The Dow Family had never had a Sage, and thus were no rules or rights, only the unspoken rule of all Families: whoever was the strongest was in charge!
What did their stares or desires mean to him? He was a Sage, everything they wanted to be and could not achieve. By the old ways, he was already in charge if they considered him a member of the Family!
But that matter was not official yet, either.
“I salute whatever sly person let slip that the elders of the Family were inviting me back to join them, before the actual vote.
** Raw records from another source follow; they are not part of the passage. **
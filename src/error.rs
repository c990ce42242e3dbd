use thiserror::Error;

use crate::chain::{RpcError, TemplateError, TemplateId};

/// Errors that stop the mining loop.
#[derive(Debug, Error)]
pub enum MinerError {
    /// The node rejected us in a way that retrying cannot fix
    #[error("fatal RPC error: {0}")]
    Rpc(#[from] RpcError),

    /// Every work index of the template has been handed out
    #[error("search space exhausted for template {template}")]
    SearchSpaceExhausted { template: TemplateId },

    /// Locally built work could not be assembled
    #[error("template error: {0}")]
    Template(#[from] TemplateError),

    /// The worker thread pool could not be built
    #[error("worker pool error: {0}")]
    WorkerPool(String),
}
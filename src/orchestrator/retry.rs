use std::time::Duration;

/// Retry settings for node calls.
#[derive(Debug, Clone, PartialEq, Eq)]
pub struct RetryPolicy {
    pub initial_delay: Duration,
    pub max_delay: Duration,
    /// Attempts per block submission, the first one included
    pub submit_attempts: u32,
}

impl Default for RetryPolicy {
    fn default() -> Self {
        Self {
            initial_delay: Duration::from_millis(500),
            max_delay: Duration::from_secs(30),
            submit_attempts: 5,
        }
    }
}

/// Exponential backoff, doubling from the initial delay up to the ceiling.
#[derive(Debug, Clone)]
pub struct Backoff {
    initial: Duration,
    max: Duration,
    current: Duration,
    attempts: u32,
}

impl Backoff {
    pub fn new(policy: &RetryPolicy) -> Self {
        Self {
            initial: policy.initial_delay,
            max: policy.max_delay,
            current: policy.initial_delay,
            attempts: 0,
        }
    }

    /// Delay to wait before the next attempt.
    pub fn next_delay(&mut self) -> Duration {
        let delay = self.current.min(self.max);
        self.current = self.current.saturating_mul(2).min(self.max);
        self.attempts += 1;
        delay
    }

    /// Failed attempts so far.
    pub fn attempts(&self) -> u32 {
        self.attempts
    }

    pub fn reset(&mut self) {
        self.current = self.initial;
        self.attempts = 0;
    }
}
I imagine it was meant to put some pressure on me to conform to your desires and accept some rules and limitations on my power when I came back to the Dows.” Their uneasy shuffling was not difficult to see.
“Obviously, my elders, you have not done your homework on Families who have made the transition to Great Families. I, however, did, seeking out an easy dozen first Sages for their Families, and asking them what to expect.”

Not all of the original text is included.